I’m fifteen years old. It’s summer. Vacation. Early morning. My twin sister Silvia and I go to the river. She’s fond of insects. She’s always on the lookout for them, and then she studies them. When she grows up, she’s going to be an entomologist. I don’t know what I’ll be when I grow up. Right now, I like going fishing and spending my time with her. I’m holding my fishing rod, a 5-meter rod. I’m carrying a jute basket over my shoulder with inside a jar of maggots and a sack filled with ground bait mixed with cheese.
Silvia walks so fast she almost runs. I struggle to keep up. “Why are you running?” I ask.
“My legs are just super long.” She smiles and does not slow down her quick pace.
Running up behind her, I grab onto her hand. “What do you want to look for today? I haven’t asked you yet…”
“Sphex Funerarius, a hymenopter.”
“A kind of wasp?”
She nods, her eyes shining, “I want to find a female. The female has red legs, a bright shiny red. And the abdomen is red, too. Its upper body is always covered with mud because the females dig and get dirty. Their wings look like they’re glass, tinted black. The hairs on their forehead are silvery. And their tegulae are red too. Blood red.

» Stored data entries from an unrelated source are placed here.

//! JSON body exchanged between a delegating host and the relay.

use serde::{Deserialize, Serialize};

use crate::context::{BuildContext, HostType, Template};
use crate::error::ErrorKind;

/// Body of `POST /build/`. Key names are fixed by hosts already in the field.
#[derive(Debug, Clone, PartialEq, Eq, Serialize, Deserialize)]
pub struct BuildRequest {
    pub fqdn: String,
    #[serde(rename = "breakglassid")]
    pub breakglass_id: u64,
    #[serde(rename = "breakglassname")]
    pub breakglass_name: String,
    #[serde(rename = "baselineid")]
    pub baseline_id: u64,
    #[serde(rename = "baselinename")]
    pub baseline_name: String,
    #[serde(rename = "invid")]
    pub inventory_id: u64,
    #[serde(rename = "invname")]
    pub inventory_name: String,
    #[serde(rename = "desiredrelease", default)]
    pub desired_release: String,
    /// `"true"` or `"false"`.
    #[serde(default)]
    pub reboot: String,
    #[serde(rename = "type")]
    pub host_type: HostType,
    #[serde(default)]
    pub facility: String,
    /// Non-empty means mock; by convention it carries the mocked FQDN.
    #[serde(default)]
    pub mock: String,
}

impl BuildRequest {
    pub fn new(ctx: &BuildContext, mock: bool) -> Self {
        Self {
            fqdn: ctx.fqdn.clone(),
            breakglass_id: ctx.breakglass.id,
            breakglass_name: ctx.breakglass.name.clone(),
            baseline_id: ctx.baseline.id,
            baseline_name: ctx.baseline.name.clone(),
            inventory_id: ctx.inventory_id,
            inventory_name: ctx.inventory_name.clone(),
            desired_release: ctx.desired_release.clone(),
            reboot: ctx.reboot.to_string(),
            host_type: ctx.host_type,
            facility: ctx.facility.clone(),
            mock: if mock { ctx.fqdn.clone() } else { String::new() },
        }
    }

    pub fn is_mock(&self) -> bool {
        !self.mock.is_empty()
    }

    pub fn into_context(self) -> BuildContext {
        BuildContext {
            fqdn: self.fqdn,
            breakglass: Template {
                id: self.breakglass_id,
                name: self.breakglass_name,
            },
            baseline: Template {
                id: self.baseline_id,
                name: self.baseline_name,
            },
            inventory_id: self.inventory_id,
            inventory_name: self.inventory_name,
            desired_release: self.desired_release,
            reboot: self.reboot.trim().eq_ignore_ascii_case("true"),
            host_type: self.host_type,
            facility: self.facility,
        }
    }
}

/// HTTP status the relay answers with for each failure kind.
pub fn status_for(kind: ErrorKind) -> u16 {
    match kind {
        ErrorKind::AccessDenied => 401,
        ErrorKind::Configuration | ErrorKind::Cleanup => 500,
        ErrorKind::JobFailure => 502,
        ErrorKind::Transport => 503,
        ErrorKind::Timeout => 504,
    }
}

/// Inverse of [`status_for`] as seen by the delegating host.
pub fn kind_for_status(status: u16) -> ErrorKind {
    match status {
        401 | 403 => ErrorKind::AccessDenied,
        400 | 422 | 500 => ErrorKind::Configuration,
        502 => ErrorKind::JobFailure,
        504 => ErrorKind::Timeout,
        _ => ErrorKind::Transport,
    }
}
mod job;
mod state;

pub use job::{JobOutcome, JobSpec, JobSummary};
pub use state::{Observation, PollMachine, PollState, PollTimings, Transition};

#[cfg(test)]
pub(crate) use state::summary;
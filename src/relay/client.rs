use std::time::Duration;

use reqwest::Client;
use tracing::info;

use super::wire::{BuildRequest, kind_for_status};
use crate::context::BuildContext;
use crate::error::{BuildError, ErrorKind};

const RELAY_TROUBLE: &str =
    "There is an issue with the AWX relay, please reach out to Platform Engineering.";

/// Hands a build to the relay and waits for its verdict.
pub struct RelayClient {
    client: Client,
    url: String,
}

impl RelayClient {
    /// `http://<host>:<port>/build/`.
    pub fn new(host: &str, port: u16, timeout: Duration) -> Result<Self, BuildError> {
        Self::with_url(format!("http://{host}:{port}/build/"), timeout)
    }

    /// Point at an explicit URL (useful for testing).
    pub fn with_url(url: String, timeout: Duration) -> Result<Self, BuildError> {
        let client = Client::builder()
            .connect_timeout(Duration::from_secs(10))
            .timeout(timeout)
            .build()
            .map_err(|e| BuildError::transport(format!("building relay client: {e}")))?;
        Ok(Self { client, url })
    }

    pub async fn submit(&self, ctx: &BuildContext, mock: bool) -> Result<(), BuildError> {
        info!("Sending collected data to the AWX relay at {}...", self.url);
        let response = self
            .client
            .post(&self.url)
            .json(&BuildRequest::new(ctx, mock))
            .send()
            .await
            .map_err(|e| BuildError::transport(format!("contacting relay: {e}")))?;

        let status = response.status().as_u16();
        let body = response
            .text()
            .await
            .map_err(|e| BuildError::transport(format!("reading relay response: {e}")))?;

        if status == 200 {
            let verdict = body.trim().trim_matches('"');
            return if verdict == "successful" {
                Ok(())
            } else {
                Err(BuildError::transport(format!("unknown job status {verdict}")))
            };
        }

        Err(decode_failure(status, &body))
    }
}

// The status code decides the kind; the body only adds detail when it agrees.
fn decode_failure(status: u16, body: &str) -> BuildError {
    let kind = kind_for_status(status);
    if let Ok(err) = serde_json::from_str::<BuildError>(body) {
        if err.kind() == kind {
            return err;
        }
    }

    let detail = body.trim().trim_matches('"');
    match kind {
        ErrorKind::AccessDenied => BuildError::access_denied(format!(
            "{RELAY_TROUBLE} Ensure the correct credentials are on the relay and the Foreman user has access in AWX"
        )),
        ErrorKind::Configuration => {
            BuildError::configuration(format!("{RELAY_TROUBLE} {detail}"))
        }
        _ => BuildError::transport(format!(
            "{RELAY_TROUBLE} relay answered {status} ({kind}): {detail}"
        )),
    }
}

I don’t care about insects or their colors, and I don’t know what tegulae are, but nothing makes me happier than the sound of Silvia’s voice. We’re fraternal twins. We don’t look much alike. She’s beautiful.
We get to the river. Today it’s sunny, but last night it rained. The riverbank is muddy. We walk in the mud.
“You should know,” Silvia goes on, “that the female Sphex Funerarius has a tiny scalpel and uses it like a micro-surgeon. It attacks the Ephippiger in the vineyards, stabbing it exactly in its thoracic ganglia…”
“Ephi-what?”
“Ephippiger. It’s a cricket with atrophied wings. It likes grapes!” answers Silvia as if this were something everyone knows. “The female Sphex Funerarius squeezes the cervical ganglia of the Ephippiger and paralyzes it, but it doesn’t completely kill it. It never ever causes its death…” Silvia lowers her voice, squeezing my wrist like she’s telling me a horror story, “… Then, it drags its victim to the bottom of its prepared lair, a hole under the ground. It creates a small opening in the victim’s chest, lays an egg, and leaves it buried alive at the bottom of the hole, and then it closes the hole up. The larva that will come out of the Sphex’s egg will find plenty of nourishment that is completely immobile, not aggressive, yet still alive. Once the larva has finished devouring the cricket, the young Sphex is ready to go out into the world. It digs its way to the surface and emerges into the light.”
“Are there any good insects? Not cruel ones?” I ask her.
“Nature is cruel. Animals are cruel. Men are worse.” After proclaiming her sentence with no appeal from my end, Silvia wanders off in search of her repulsive insects. I set up the fishing rod, toss the ground bait into the bend in the river where I’m hoping to lure some carp, attach three or four maggots onto the hook, and cast. And wait.
There’s a dreamlike silence. Even the water in the river is quiet. I turn towards where Silvia has gone: she’s looking for her female Sphex among the poplars and willows amidst still-closed flowers a meter high. Those are Evening Primroses, she explained one day. They only open at sundown; their scientific name is Œnothera, which means desire to drink wine.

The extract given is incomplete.